■ TRY IT: Set down the entries exactly. No line may differ from its source.

■ TASK INPUT:
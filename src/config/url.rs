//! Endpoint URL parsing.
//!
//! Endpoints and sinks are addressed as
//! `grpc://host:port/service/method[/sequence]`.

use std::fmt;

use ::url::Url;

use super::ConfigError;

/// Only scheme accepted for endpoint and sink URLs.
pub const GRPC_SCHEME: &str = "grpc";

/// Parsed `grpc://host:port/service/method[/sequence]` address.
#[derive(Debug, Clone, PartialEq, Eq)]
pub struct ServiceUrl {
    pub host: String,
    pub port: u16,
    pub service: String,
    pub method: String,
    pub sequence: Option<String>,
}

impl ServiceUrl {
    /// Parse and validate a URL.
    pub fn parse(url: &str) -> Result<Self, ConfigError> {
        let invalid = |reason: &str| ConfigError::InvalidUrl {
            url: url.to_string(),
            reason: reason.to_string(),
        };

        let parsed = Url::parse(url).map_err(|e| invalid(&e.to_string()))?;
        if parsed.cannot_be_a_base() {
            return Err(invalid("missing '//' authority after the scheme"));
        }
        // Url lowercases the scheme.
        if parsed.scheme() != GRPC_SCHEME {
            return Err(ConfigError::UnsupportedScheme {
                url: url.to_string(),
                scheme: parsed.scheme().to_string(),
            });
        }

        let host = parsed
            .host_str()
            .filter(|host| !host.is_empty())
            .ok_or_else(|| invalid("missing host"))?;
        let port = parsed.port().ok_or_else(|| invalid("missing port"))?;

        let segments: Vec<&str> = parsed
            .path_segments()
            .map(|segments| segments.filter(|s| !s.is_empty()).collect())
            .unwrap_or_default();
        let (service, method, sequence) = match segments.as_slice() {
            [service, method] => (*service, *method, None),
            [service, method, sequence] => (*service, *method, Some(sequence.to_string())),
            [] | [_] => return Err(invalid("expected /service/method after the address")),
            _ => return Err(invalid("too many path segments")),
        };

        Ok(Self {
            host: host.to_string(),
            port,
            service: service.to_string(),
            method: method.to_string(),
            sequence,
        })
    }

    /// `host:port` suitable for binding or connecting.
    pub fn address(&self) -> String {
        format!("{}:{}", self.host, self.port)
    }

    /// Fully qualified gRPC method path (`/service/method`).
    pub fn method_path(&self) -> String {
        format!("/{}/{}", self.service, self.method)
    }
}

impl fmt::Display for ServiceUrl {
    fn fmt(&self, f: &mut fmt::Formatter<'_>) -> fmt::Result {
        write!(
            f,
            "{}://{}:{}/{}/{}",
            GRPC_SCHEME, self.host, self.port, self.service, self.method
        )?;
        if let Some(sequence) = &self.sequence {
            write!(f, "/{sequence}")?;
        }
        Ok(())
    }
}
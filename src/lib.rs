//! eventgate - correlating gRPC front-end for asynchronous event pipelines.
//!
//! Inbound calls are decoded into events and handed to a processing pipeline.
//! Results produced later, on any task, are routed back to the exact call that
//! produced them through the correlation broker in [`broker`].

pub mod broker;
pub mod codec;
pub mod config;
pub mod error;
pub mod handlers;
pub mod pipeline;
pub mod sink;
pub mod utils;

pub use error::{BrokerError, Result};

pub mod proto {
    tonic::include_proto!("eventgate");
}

■ OUTPUT OF THE EXERCISE:
filename src/config/url.rs
//! Endpoint URL parsing.
//!
//! Endpoints and sinks are addressed as
//! `grpc://host:port/service/method[/sequence]`.

use std::fmt;

use ::url::Url;

use super::ConfigError;

/// Only scheme accepted for endpoint and sink URLs.
pub const GRPC_SCHEME: &str = "grpc";

/// Parsed `grpc://host:port/service/method[/sequence]` address.
#[derive(Debug, Clone, PartialEq, Eq)]
pub struct ServiceUrl {
    pub host: String,
    pub port: u16,
    pub service: String,
    pub method: String,
    pub sequence: Option<String>,
}

impl ServiceUrl {
    /// Parse and validate a URL.
    pub fn parse(url: &str) -> Result<Self, ConfigError> {
        let invalid = |reason: &str| ConfigError::InvalidUrl {
            url: url.to_string(),
            reason: reason.to_string(),
        };

        let parsed = Url::parse(url).map_err(|e| invalid(&e.to_string()))?;
        if parsed.cannot_be_a_base() {
            return Err(invalid("missing '//' authority after the scheme"));
        }
        // Url lowercases the scheme.
        if parsed.scheme() != GRPC_SCHEME {
            return Err(ConfigError::UnsupportedScheme {
                url: url.to_string(),
                scheme: parsed.scheme().to_string(),
            });
        }

        let host = parsed
            .host_str()
            .filter(|host| !host.is_empty())
            .ok_or_else(|| invalid("missing host"))?;
        let port = parsed.port().ok_or_else(|| invalid("missing port"))?;

        let segments: Vec<&str> = parsed
            .path_segments()
            .map(|segments| segments.filter(|s| !s.is_empty()).collect())
            .unwrap_or_default();
        let (service, method, sequence) = match segments.as_slice() {
            [service, method] => (*service, *method, None),
            [service, method, sequence] => (*service, *method, Some(sequence.to_string())),
            [] | [_] => return Err(invalid("expected /service/method after the address")),
            _ => return Err(invalid("too many path segments")),
        };

        Ok(Self {
            host: host.to_string(),
            port,
            service: service.to_string(),
            method: method.to_string(),
            sequence,
        })
    }

    /// `host:port` suitable for binding or connecting.
    pub fn address(&self) -> String {
        format!("{}:{}", self.host, self.port)
    }

    /// Fully qualified gRPC method path (`/service/method`).
    pub fn method_path(&self) -> String {
        format!("/{}/{}", self.service, self.method)
    }
}

impl fmt::Display for ServiceUrl {
    fn fmt(&self, f: &mut fmt::Formatter<'_>) -> fmt::Result {
        write!(
            f,
            "{}://{}:{}/{}/{}",
            GRPC_SCHEME, self.host, self.port, self.service, self.method
        )?;
        if let Some(sequence) = &self.sequence {
            write!(f, "/{sequence}")?;
        }
        Ok(())
    }
}
filename src/lib.rs
//! eventgate - correlating gRPC front-end for asynchronous event pipelines.
//!
//! Inbound calls are decoded into events and handed to a processing pipeline.
//! Results produced later, on any task, are routed back to the exact call that
//! produced them through the correlation broker in [`broker`].

pub mod broker;
pub mod codec;
pub mod config;
pub mod error;
pub mod handlers;
pub mod pipeline;
pub mod sink;
pub mod utils;

pub use error::{BrokerError, Result};

pub mod proto {
    tonic::include_proto!("eventgate");
}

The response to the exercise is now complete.